The new business model: budget airlines, but for personalities

A pop-up café near the U-Bahn entrance (the one that smells like wet dog and ambition) is pitching itself to investors as “Ryanair, but for community.” You walk in thinking you bought a simple coffee. Three minutes later you’ve been upsold:

  • “Basic Espresso” (no chair, you squat near a plant)
  • “Priority Seating” (a chair, but it wobbles with conviction)
  • “Extra Emotional Baggage” (someone explains late capitalism to you, slowly)
  • “Cabin Bag Policy” (you can bring your laptop, but only if it’s covered in stickers that say you hate laptops)

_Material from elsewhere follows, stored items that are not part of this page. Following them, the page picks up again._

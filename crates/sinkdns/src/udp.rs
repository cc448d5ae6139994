// SPDX-License-Identifier: Apache-2.0 OR MIT
// Copyright (c) 2025-2026 naskel.com

//! UDP port driver.
//!
//! One driver per bound datagram socket. The read path drains the socket in
//! a tight non-blocking loop, dispatches each datagram, and tries to send
//! the response immediately; a send that would block parks the response on
//! a per-port FIFO and the server widens the watcher to writability. The
//! write path drains that FIFO head-to-tail, preserving the order in which
//! the responses were generated.
//!
//! The driver is generic over [`DgramSocket`] so the backpressure machinery
//! can be unit-tested with a mock socket that injects `WouldBlock`.

use std::collections::VecDeque;
use std::io;
use std::net::SocketAddr;

use log::{debug, warn};

use crate::config::MAX_DATAGRAM_SIZE;
use crate::dispatch;
use crate::registry::HandlerRegistry;
use crate::request::Transport;

/// Minimal datagram-socket surface the driver needs.
pub(crate) trait DgramSocket {
    /// Receive one datagram; non-blocking.
    fn recv_from(&self, buf: &mut [u8]) -> io::Result<(usize, SocketAddr)>;

    /// Send one datagram; non-blocking.
    fn send_to(&self, buf: &[u8], target: SocketAddr) -> io::Result<usize>;
}

impl DgramSocket for mio::net::UdpSocket {
    fn recv_from(&self, buf: &mut [u8]) -> io::Result<(usize, SocketAddr)> {
        mio::net::UdpSocket::recv_from(self, buf)
    }

    fn send_to(&self, buf: &[u8], target: SocketAddr) -> io::Result<usize> {
        mio::net::UdpSocket::send_to(self, buf, target)
    }
}

/// A response whose immediate send would have blocked.
struct PendingResponse {
    peer: SocketAddr,
    wire: Vec<u8>,
}

/// Result of one read-path invocation.
#[derive(Debug, Clone, Copy, PartialEq, Eq)]
pub(crate) enum ReadOutcome {
    /// The pending FIFO state did not change from empty to non-empty.
    Quiet,
    /// The FIFO went from empty to non-empty; the watcher must start
    /// observing writability.
    BackpressureStarted,
}

/// Per-port state machine for a datagram socket.
pub(crate) struct UdpDriver<D> {
    socket: D,
    pending: VecDeque<PendingResponse>,
    recv_buf: Vec<u8>,
}

impl<D: DgramSocket> UdpDriver<D> {
    pub(crate) fn new(socket: D) -> Self {
        Self {
            socket,
            pending: VecDeque::new(),
            recv_buf: vec![0u8; MAX_DATAGRAM_SIZE],
        }
    }

    pub(crate) fn has_pending(&self) -> bool {
        !self.pending.is_empty()
    }

    #[cfg(test)]
    pub(crate) fn pending_len(&self) -> usize {
        self.pending.len()
    }

    /// Drain the socket, dispatching every datagram.
    ///
    /// Datagrams received while the FIFO is non-empty still get their own
    /// immediate send attempt; only sends that would block join the tail.
    /// Receive errors other than `WouldBlock` drop the offending datagram
    /// and leave the port alive.
    pub(crate) fn on_readable(&mut self, registry: &HandlerRegistry) -> ReadOutcome {
        let was_empty = self.pending.is_empty();

        loop {
            let (len, peer) = match self.socket.recv_from(&mut self.recv_buf) {
                Ok(received) => received,
                Err(ref e) if e.kind() == io::ErrorKind::WouldBlock => break,
                Err(ref e) if e.kind() == io::ErrorKind::Interrupted => continue,
                Err(e) => {
                    warn!("[udp] recv error: {e}");
                    break;
                }
            };

            let Some(wire) =
                dispatch::process_message(registry, peer, Transport::Udp, &self.recv_buf[..len])
            else {
                continue;
            };

            match self.socket.send_to(&wire, peer) {
                Ok(_) => {}
                Err(ref e) if e.kind() == io::ErrorKind::WouldBlock => {
                    debug!("[udp] send to {peer} would block, queueing {} bytes", wire.len());
                    self.pending.push_back(PendingResponse { peer, wire });
                }
                Err(e) => {
                    warn!("[udp] send to {peer} failed, dropping response: {e}");
                }
            }
        }

        if was_empty && !self.pending.is_empty() {
            ReadOutcome::BackpressureStarted
        } else {
            ReadOutcome::Quiet
        }
    }

    /// Drain the pending FIFO in order. Returns `true` when the FIFO is
    /// empty afterwards (the watcher can fall back to read-only interest).
    pub(crate) fn on_writable(&mut self) -> bool {
        while let Some(front) = self.pending.front() {
            match self.socket.send_to(&front.wire, front.peer) {
                Ok(_) => {
                    self.pending.pop_front();
                }
                Err(ref e) if e.kind() == io::ErrorKind::WouldBlock => return false,
                Err(ref e) if e.kind() == io::ErrorKind::Interrupted => continue,
                Err(e) => {
                    let peer = front.peer;
                    warn!("[udp] queued send to {peer} failed, dropping response: {e}");
                    self.pending.pop_front();
                }
            }
        }
        true
    }

    /// Drop every queued response without sending. Used at port teardown.
    pub(crate) fn discard_pending(&mut self) {
        if !self.pending.is_empty() {
            debug!("[udp] discarding {} undeliverable responses", self.pending.len());
            self.pending.clear();
        }
    }
}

The owner—an expat with the brittle confidence of a TED Talk—explained the concept like it was Aristotle discovering dynamic pricing.

“People want authenticity,” he said, while charging €2.50 for oat milk and another €2.50 for eye contact.

Old Wedding watches, New Wedding monetizes

Across the street, a Turkish family-run bakery that’s been here longer than most of the newcomers’ relationships continues doing a radical thing: selling actual food to actual people. Meanwhile the café next door is selling a feeling—specifically, the feeling that you’re morally superior for choosing the cheaper option.

A longtime resident told me the neighborhood is becoming “a museum where the exhibits are our rent contracts.”

That’s when a freelancer in a puffer jacket interrupted to announce: “O’Leary is right. Ryanair is a better investment than X.”

He said this like it was a penetrating insight, not the kind of statement you make when you’ve confused the stock market with your personality.

“Better investment than X”: Wedding tries it as a pickup line

Within 24 hours, “better investment than X” spread through Wedding like mold in an Altbau bathroom.

People used it at:

  • networking events (“My startup is a better investment than X—mostly because it has a product.”)
  • house parties (“I’m a better investment than X—because I respond to messages.”)
  • tenant meetings (“This renovation is a better investment than X—because at least it’s openly hostile.”)

It’s become the neighborhood’s new foreplay: a little financial humiliation, a little public posturing, and then everyone goes home alone to refresh their rental search.

Ryanair logic meets Berlin reality: the hidden fees are the point

O’Leary’s whole thing is honesty through cruelty: everything is cheap until you try to live like a human. That’s basically gentrification in a trench coat.

In Wedding, the hidden fees look like this:

  1. Rent is “affordable” until the landlord discovers you own books.
  2. The apartment is “renovated” until you realize the kitchen is decorative.
  3. The café is “community” until you try to sit longer than 17 minutes.

People complain, but they keep paying, because Berlin has trained everyone to accept stiff resistance as a kind of intimacy.

A brief intellectual moment, before the bill arrives

Walter Benjamin wrote about the city as a space of shocks and fragments; Wedding has improved the concept by adding contactless payment and a loyalty card for disappointment. It’s flânerie, but with a minimum spend.

And like any good Baudrillard simulation, the argument isn’t about Ryanair or X anymore—it’s about the sign of being the sort of person who has opinions about Ryanair and X.

Which is, tragically, a growing demographic.

The forecast: turbulence with a chance of self-branding

By the end of the week, the café plans to introduce “Premium Outrage,” a subscription tier where your anger gets seated first and your empathy gets checked at the gate.

Meanwhile, old Wedding will keep doing what it’s always done: living, adapting, and watching newcomers pay extra for the privilege of pretending they invented the neighborhood.

If Ryanair is a better investment than X, then Wedding has achieved the ultimate low-cost miracle: turning public life into a boarding process where everyone is stressed, nobody sits together, and somehow you still end up paying more than you meant to.